### TASK TO CARRY OUT
The records should be restated exactly from their first line through the line with "fn init_error(res: SafeResult)" in it.

BEGIN DATASET ENTRIES

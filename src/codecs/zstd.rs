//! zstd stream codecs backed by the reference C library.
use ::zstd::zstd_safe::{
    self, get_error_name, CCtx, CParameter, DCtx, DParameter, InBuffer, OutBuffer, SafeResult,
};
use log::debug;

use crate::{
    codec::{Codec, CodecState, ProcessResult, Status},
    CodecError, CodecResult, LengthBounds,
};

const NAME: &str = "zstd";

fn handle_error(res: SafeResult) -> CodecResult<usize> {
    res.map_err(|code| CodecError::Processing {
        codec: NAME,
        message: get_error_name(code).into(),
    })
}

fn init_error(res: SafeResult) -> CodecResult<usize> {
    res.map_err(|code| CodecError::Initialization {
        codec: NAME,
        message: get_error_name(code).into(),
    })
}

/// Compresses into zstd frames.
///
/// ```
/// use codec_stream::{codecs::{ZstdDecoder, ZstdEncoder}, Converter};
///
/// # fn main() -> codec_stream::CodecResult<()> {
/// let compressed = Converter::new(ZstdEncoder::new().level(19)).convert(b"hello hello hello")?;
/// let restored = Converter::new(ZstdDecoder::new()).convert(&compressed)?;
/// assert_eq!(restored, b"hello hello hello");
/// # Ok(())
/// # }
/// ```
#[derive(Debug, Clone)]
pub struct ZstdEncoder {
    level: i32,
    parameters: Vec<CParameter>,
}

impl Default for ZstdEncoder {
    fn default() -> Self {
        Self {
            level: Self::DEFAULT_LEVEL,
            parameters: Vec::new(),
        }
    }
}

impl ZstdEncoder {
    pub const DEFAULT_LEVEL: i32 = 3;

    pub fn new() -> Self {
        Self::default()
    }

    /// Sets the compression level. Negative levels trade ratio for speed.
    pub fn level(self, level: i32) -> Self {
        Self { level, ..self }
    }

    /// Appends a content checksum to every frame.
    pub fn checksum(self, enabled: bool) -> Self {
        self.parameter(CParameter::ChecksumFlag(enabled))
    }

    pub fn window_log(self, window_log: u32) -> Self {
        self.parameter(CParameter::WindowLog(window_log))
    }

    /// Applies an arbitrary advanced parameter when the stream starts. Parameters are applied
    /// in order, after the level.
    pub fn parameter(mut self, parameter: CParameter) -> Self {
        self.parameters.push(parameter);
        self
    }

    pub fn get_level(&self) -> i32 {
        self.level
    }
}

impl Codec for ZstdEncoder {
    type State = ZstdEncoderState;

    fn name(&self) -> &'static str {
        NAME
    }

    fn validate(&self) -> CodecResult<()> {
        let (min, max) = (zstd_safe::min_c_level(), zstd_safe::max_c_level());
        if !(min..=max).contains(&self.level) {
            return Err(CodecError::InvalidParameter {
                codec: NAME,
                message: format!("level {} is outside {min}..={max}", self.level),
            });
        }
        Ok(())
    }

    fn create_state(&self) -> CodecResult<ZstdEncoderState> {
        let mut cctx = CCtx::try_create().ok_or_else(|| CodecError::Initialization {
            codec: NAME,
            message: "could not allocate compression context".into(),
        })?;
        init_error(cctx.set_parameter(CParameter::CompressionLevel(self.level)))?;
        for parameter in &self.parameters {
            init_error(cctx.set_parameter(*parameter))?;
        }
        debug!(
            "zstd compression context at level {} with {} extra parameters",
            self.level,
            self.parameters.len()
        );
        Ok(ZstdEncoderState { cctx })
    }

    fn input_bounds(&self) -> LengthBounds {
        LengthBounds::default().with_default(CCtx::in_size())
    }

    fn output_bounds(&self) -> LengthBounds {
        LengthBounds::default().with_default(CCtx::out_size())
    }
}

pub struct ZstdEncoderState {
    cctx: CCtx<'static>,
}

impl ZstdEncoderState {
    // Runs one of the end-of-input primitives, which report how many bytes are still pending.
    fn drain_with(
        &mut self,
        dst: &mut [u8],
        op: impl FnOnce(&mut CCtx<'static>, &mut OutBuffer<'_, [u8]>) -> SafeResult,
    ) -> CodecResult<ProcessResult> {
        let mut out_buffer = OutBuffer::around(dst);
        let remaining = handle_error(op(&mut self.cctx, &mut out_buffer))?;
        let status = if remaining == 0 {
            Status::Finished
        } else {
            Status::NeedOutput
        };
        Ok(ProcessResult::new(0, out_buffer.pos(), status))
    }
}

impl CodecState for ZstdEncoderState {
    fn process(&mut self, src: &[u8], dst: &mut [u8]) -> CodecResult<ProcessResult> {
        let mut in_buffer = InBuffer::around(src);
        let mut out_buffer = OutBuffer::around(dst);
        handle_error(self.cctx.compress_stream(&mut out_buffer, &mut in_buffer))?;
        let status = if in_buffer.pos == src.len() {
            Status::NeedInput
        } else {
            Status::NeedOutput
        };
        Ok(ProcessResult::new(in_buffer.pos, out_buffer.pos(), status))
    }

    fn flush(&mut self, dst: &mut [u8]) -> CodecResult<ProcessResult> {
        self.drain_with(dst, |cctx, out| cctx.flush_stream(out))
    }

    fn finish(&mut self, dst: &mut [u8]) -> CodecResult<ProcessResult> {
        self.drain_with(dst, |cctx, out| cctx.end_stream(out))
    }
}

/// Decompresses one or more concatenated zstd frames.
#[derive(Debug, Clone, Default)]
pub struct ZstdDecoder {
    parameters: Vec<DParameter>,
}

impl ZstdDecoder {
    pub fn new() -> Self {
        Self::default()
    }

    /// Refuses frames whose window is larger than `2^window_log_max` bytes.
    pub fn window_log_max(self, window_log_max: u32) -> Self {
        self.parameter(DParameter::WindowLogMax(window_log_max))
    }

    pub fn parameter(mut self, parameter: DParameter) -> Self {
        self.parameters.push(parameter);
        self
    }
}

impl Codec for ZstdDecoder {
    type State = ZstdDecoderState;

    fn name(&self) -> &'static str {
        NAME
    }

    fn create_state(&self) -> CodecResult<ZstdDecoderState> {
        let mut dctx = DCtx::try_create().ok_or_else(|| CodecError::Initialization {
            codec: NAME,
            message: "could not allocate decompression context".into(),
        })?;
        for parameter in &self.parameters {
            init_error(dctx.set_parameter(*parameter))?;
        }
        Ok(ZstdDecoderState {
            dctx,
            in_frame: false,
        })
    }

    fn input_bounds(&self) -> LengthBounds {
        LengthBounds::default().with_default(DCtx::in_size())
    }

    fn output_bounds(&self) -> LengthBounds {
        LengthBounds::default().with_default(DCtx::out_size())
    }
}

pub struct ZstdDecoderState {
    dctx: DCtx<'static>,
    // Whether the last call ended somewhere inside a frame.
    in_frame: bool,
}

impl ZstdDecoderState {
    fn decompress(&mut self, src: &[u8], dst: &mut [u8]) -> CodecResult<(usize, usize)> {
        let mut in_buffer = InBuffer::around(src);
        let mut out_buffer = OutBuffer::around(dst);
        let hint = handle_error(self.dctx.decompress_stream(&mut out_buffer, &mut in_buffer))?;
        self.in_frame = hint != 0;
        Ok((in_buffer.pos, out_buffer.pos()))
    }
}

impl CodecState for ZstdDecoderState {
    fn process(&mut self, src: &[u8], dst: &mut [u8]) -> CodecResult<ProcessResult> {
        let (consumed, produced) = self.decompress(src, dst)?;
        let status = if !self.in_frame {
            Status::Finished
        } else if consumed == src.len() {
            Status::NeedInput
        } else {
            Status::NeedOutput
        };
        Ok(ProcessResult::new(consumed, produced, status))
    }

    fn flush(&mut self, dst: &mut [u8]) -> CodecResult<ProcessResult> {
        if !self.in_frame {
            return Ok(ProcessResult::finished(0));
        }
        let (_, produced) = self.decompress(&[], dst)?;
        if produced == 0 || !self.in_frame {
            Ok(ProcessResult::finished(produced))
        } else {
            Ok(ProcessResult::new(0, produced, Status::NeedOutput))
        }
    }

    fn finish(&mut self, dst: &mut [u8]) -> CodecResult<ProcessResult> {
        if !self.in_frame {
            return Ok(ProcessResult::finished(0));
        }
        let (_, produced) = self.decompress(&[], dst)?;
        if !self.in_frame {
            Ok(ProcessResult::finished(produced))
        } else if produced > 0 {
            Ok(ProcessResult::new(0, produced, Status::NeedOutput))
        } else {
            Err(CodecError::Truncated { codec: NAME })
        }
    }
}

END DATASET ENTRIES

### SOLUTION FOR THIS PROBLEM
filename src/codecs/zstd.rs
//! zstd stream codecs backed by the reference C library.
use ::zstd::zstd_safe::{
    self, get_error_name, CCtx, CParameter, DCtx, DParameter, InBuffer, OutBuffer, SafeResult,
};
use log::debug;

use crate::{
    codec::{Codec, CodecState, ProcessResult, Status},
    CodecError, CodecResult, LengthBounds,
};

const NAME: &str = "zstd";

fn handle_error(res: SafeResult) -> CodecResult<usize> {
    res.map_err(|code| CodecError::Processing {
        codec: NAME,
        message: get_error_name(code).into(),
    })
}

fn init_error(res: SafeResult) -> CodecResult<usize> {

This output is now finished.